Court of Appeals of Texas, Fifth District, Dallas
Mar 8, 2011
No. 05-09-01447-CR (Tex. App. Mar. 8, 2011)

Opinion

No. 05-09-01447-CR

Opinion Filed March 8, 2011. DO NOT PUBLISH. Tex. R. App. P. 47.

On Appeal from the 15th District Court, Grayson County, Texas, Trial Court Cause No. 058343-15.

Before Justices O'NEILL, FITZGERALD, and LANG.


MEMORANDUM OPINION


A jury convicted appellant Jake Curry Franklin of retaliation against a public servant under Texas Penal Code section 36.06. The court assessed punishment at six years' confinement.

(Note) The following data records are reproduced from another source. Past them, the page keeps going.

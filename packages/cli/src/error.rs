//! Error types for the command line.

use thiserror::Error;

/// Main error type for the command line.
#[derive(Debug, Error)]
pub enum CliError {
    /// Engine failure (loading, ordering, computation).
    #[error(transparent)]
    Engine(#[from] devis_engine::EngineError),

    /// IO error.
    #[error("IO error: {0}")]
    Io(#[from] std::io::Error),

    /// JSON (de)serialization error.
    #[error("JSON serialization failed: {0}")]
    Json(#[from] serde_json::Error),

    /// Malformed `--progress` value.
    #[error("Invalid progress '{0}'. Expected <line id>=<percent> (e.g., 111=40)")]
    InvalidProgress(String),

    /// `--progress` names a line the situation does not bill.
    #[error("Line {0} is not billable in this situation")]
    UnknownLine(String),

    /// `--previous` holds a situation of another month.
    #[error("Previous situation is for {found}, expected {expected}")]
    PreviousPeriod { expected: String, found: String },
}

/// Result type alias for command line operations.
pub type Result<T> = std::result::Result<T, CliError>;
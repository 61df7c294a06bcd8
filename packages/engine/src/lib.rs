//! Devis Engine
//!
//! Ordering and calculation engine for construction quotes ("devis") and
//! their monthly progress invoices ("situations").
//! This library provides functionality for:
//! - Loading quote documents (YAML or JSON) as flat, position-ordered nodes
//! - Keeping positions stable under insertion and drag-and-drop
//! - Projecting the Part → Subpart → Line tree with display numbers
//! - Computing raw bases, then applying special lines in position order
//! - Drafting situations from the previous month and computing deductions
//!
//! # Example
//!
//! ```ignore
//! use devis_engine::{compute_bases, evaluate, project, Document};
//!
//! let doc = Document::from_file("quote.yaml")?;
//! let tree = project(&doc).tree;
//! let totals = evaluate(&tree, &compute_bases(&tree))?;
//! println!("Total HT: {}", totals.global);
//! ```

pub mod avenant;
pub mod bases;
pub mod config;
pub mod document;
pub mod error;
pub mod position;
pub mod projector;
pub mod service;
pub mod situation;
pub mod special;
pub mod store;
pub mod trace;
pub mod types;
pub mod wire;

// Re-export commonly used items
pub use avenant::{Avenant, AvenantLine, AvenantLineKind};
pub use bases::{compute_bases, line_amount, unit_price, Bases};
pub use config::BillingConfig;
pub use document::Document;
pub use error::{EngineError, Result};
pub use position::{insert_at, renumber_scope, reorder, resolve_ties, Placement, TargetPosition};
pub use projector::{project, LineView, Orphan, PartView, Projection, SubpartView, Tree};
pub use service::DevisSession;
pub use situation::{
    build_situation_draft, clamp_percentage, Adjustment, AdjustmentKind, LineKey, Period,
    Situation, SituationBreakdown, SituationLine, SituationState,
};
pub use special::{evaluate, evaluate_traced, scope_total, SpecialAmount, Totals};
pub use store::{CatalogItem, InMemoryStore, QuoteStore, StoredDocument};
pub use trace::{TraceBuilder, TraceKind, TraceNode};
pub use types::{
    DetailLine, Node, NodeId, NodeKind, Part, Scope, SpecialKind, SpecialLine, Subpart, ValueType,
};
pub use wire::{format_money, parse_money, OrderEntry, SituationRecord, TotalsReport};

/// Library version
pub const VERSION: &str = env!("CARGO_PKG_VERSION");
//! Step definitions for Cucumber BDD tests
//!
//! This module contains all Given/When/Then step implementations.

pub mod given;
pub mod then;
pub mod when;

/// Parse a comma-separated id list such as `"1, 11, 111"`.
pub fn id_list(raw: &str) -> Vec<String> {
    raw.split(',')
        .map(|s| s.trim().to_string())
        .filter(|s| !s.is_empty())
        .collect()
}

In five issues, he challenges the following: (1) whether the evidence is legally and factually sufficient to support his conviction; (2) whether the trial court erred by denying his motion to suppress because the officer failed to establish he had reasonable suspicion to stop him for reckless driving; (3) whether the trial court erred by denying him an article 38.23 instruction; and (4) whether trial counsel was ineffective. We affirm the trial court's judgment.

Background

On February 24, 2009, Officer Keith McGuire of the Sherman Police Department heard the loud squealing of tires coming from the parking lot of a Shell station. When he looked over, he saw a white Chevrolet pickup truck driving through the parking lot at a speed unsafe for pedestrians in the area. Officer McGuire stopped appellant for reckless driving. When he ran appellant's information, he discovered appellant was driving with a suspended license, without insurance, and with outstanding warrants. Officer McGuire placed appellant in handcuffs and attempted to get him in the back seat of his patrol car. Appellant became argumentative and belligerent and refused to get into the car. Officer McGuire knee struck appellant twice to get his leg to buckle in an attempt to slide appellant into the car. Appellant still did not cooperate so Officer Michael Young, the back up officer on the scene, touch stunned appellant's right shoulder. As appellant was getting into the backseat, he told Officer McGuire, "he would get his ass for taking him to jail," which Officer McGuire considered a threat. While in the backseat, appellant managed to maneuver his hands around to the front of his body, which required the officers to get him back out of the car and recuff him. Appellant again acted combative and had to be touch stunned. He also kicked Officer McGuire in the thigh and knee area, which Officer McGuire considered an assault and threat to his safety. Appellant continued to say "he would get his ass for putting him in jail." When appellant arrived at the jail, it took several people to get him inside and he eventually had to be restrained to a chair. He continued to make several more comments about how he would get back at Officer McGuire for putting him in jail. Appellant was indicted for retaliation against a public servant. A jury convicted him, and the trial court sentenced him to six years' confinement. This appeal followed.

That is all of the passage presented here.